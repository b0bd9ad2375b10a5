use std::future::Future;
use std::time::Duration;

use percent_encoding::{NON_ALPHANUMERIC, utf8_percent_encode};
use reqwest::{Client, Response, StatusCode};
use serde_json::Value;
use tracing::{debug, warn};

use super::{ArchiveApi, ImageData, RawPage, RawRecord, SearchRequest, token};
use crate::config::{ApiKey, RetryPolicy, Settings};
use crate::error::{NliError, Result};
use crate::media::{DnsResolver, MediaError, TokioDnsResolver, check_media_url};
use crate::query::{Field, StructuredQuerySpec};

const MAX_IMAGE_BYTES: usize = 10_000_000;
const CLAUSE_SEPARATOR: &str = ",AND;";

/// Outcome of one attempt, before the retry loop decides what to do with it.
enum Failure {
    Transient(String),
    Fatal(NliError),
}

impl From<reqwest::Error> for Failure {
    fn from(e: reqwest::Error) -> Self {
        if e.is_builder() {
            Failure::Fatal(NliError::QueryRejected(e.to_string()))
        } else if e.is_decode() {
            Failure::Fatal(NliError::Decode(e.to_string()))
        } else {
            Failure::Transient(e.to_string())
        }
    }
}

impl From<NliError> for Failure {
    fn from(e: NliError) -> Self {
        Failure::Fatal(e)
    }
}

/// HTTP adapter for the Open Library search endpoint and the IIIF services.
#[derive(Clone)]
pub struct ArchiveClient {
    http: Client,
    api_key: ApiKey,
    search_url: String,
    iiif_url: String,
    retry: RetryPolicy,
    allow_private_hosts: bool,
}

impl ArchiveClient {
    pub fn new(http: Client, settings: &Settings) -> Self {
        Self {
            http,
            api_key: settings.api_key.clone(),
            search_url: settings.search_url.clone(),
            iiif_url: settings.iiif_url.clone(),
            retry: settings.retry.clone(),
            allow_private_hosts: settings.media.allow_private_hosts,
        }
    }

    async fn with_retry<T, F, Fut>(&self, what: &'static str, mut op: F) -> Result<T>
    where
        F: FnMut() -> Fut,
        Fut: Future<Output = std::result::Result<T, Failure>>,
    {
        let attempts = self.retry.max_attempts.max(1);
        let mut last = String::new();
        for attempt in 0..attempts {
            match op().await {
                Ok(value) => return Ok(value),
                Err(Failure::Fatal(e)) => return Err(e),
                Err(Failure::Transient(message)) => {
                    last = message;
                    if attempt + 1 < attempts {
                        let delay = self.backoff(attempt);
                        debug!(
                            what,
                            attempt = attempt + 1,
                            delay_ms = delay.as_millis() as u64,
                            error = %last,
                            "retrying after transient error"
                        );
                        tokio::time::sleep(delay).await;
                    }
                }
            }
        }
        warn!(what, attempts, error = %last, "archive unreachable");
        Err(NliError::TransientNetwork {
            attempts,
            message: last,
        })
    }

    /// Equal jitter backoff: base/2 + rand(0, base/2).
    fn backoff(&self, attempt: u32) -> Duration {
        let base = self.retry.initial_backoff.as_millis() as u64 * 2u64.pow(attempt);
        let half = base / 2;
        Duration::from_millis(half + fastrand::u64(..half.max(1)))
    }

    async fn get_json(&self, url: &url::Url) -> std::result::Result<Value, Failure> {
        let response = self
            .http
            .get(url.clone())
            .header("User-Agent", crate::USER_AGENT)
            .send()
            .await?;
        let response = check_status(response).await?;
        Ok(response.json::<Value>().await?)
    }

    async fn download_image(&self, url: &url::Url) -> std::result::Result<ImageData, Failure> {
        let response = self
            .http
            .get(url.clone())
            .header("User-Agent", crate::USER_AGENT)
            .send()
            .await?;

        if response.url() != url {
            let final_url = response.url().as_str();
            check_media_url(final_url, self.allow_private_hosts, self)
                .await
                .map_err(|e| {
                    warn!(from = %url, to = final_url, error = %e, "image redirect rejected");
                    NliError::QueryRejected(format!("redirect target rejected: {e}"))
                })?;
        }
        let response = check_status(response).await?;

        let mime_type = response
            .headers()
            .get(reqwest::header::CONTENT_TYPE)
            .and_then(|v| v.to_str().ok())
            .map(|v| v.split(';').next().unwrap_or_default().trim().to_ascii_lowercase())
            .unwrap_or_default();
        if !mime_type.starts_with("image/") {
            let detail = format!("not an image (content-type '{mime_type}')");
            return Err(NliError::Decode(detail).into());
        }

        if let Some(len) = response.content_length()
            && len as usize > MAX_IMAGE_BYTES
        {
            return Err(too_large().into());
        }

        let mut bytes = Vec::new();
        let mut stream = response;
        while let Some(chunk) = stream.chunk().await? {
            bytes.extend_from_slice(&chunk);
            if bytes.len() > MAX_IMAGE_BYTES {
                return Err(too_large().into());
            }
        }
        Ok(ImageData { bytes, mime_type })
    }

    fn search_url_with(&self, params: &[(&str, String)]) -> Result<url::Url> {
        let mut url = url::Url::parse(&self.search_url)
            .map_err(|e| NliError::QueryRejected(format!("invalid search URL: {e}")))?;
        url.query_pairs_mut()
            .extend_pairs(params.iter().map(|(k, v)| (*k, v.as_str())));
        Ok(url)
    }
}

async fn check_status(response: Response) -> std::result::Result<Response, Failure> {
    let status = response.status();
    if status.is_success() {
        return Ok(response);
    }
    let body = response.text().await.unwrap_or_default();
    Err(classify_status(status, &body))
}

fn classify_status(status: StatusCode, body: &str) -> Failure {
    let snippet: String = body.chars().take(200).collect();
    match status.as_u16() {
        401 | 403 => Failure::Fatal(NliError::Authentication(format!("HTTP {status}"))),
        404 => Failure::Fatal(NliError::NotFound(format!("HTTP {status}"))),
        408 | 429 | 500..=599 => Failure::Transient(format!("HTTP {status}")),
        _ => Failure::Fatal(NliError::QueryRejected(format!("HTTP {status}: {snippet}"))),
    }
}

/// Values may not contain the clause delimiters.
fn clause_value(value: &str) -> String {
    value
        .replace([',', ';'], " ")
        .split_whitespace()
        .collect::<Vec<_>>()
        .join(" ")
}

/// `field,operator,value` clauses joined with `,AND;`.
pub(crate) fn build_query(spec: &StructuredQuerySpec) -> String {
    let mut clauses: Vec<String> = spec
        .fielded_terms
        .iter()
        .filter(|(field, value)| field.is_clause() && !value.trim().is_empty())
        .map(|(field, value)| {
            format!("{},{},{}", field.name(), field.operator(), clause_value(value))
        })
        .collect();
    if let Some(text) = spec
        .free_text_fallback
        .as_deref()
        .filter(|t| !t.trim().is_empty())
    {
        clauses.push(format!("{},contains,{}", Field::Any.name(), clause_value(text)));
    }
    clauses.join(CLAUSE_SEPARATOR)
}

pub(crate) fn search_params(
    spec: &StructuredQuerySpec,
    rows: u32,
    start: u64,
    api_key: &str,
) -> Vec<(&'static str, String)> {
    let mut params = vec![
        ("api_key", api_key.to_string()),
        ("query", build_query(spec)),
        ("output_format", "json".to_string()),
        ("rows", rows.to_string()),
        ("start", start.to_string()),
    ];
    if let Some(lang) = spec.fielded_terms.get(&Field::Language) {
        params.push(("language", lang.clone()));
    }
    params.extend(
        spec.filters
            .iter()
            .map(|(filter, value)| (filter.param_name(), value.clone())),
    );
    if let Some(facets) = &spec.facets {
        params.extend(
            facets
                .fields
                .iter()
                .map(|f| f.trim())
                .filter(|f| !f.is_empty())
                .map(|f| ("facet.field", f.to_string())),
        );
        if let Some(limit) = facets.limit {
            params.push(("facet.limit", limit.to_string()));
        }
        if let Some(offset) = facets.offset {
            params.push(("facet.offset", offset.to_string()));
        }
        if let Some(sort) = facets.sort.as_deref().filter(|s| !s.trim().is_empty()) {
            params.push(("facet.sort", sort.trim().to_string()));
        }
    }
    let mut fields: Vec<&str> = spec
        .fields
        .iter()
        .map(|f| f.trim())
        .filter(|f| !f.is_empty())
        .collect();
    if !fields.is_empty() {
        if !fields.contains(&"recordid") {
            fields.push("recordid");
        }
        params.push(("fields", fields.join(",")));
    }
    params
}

——

• **WHAT NEEDS TO BE DONE**:
Using the material above, reproduce exactly the line that contains "let mut fields: Vec<&str> = spec" and all lines after it through the last one, and only those.

• **RESULT BELOW**:
    let mut fields: Vec<&str> = spec
        .fields
        .iter()
        .map(|f| f.trim())
        .filter(|f| !f.is_empty())
        .collect();
    if !fields.is_empty() {
        if !fields.contains(&"recordid") {
            fields.push("recordid");
        }
        params.push(("fields", fields.join(",")));
    }
    params
}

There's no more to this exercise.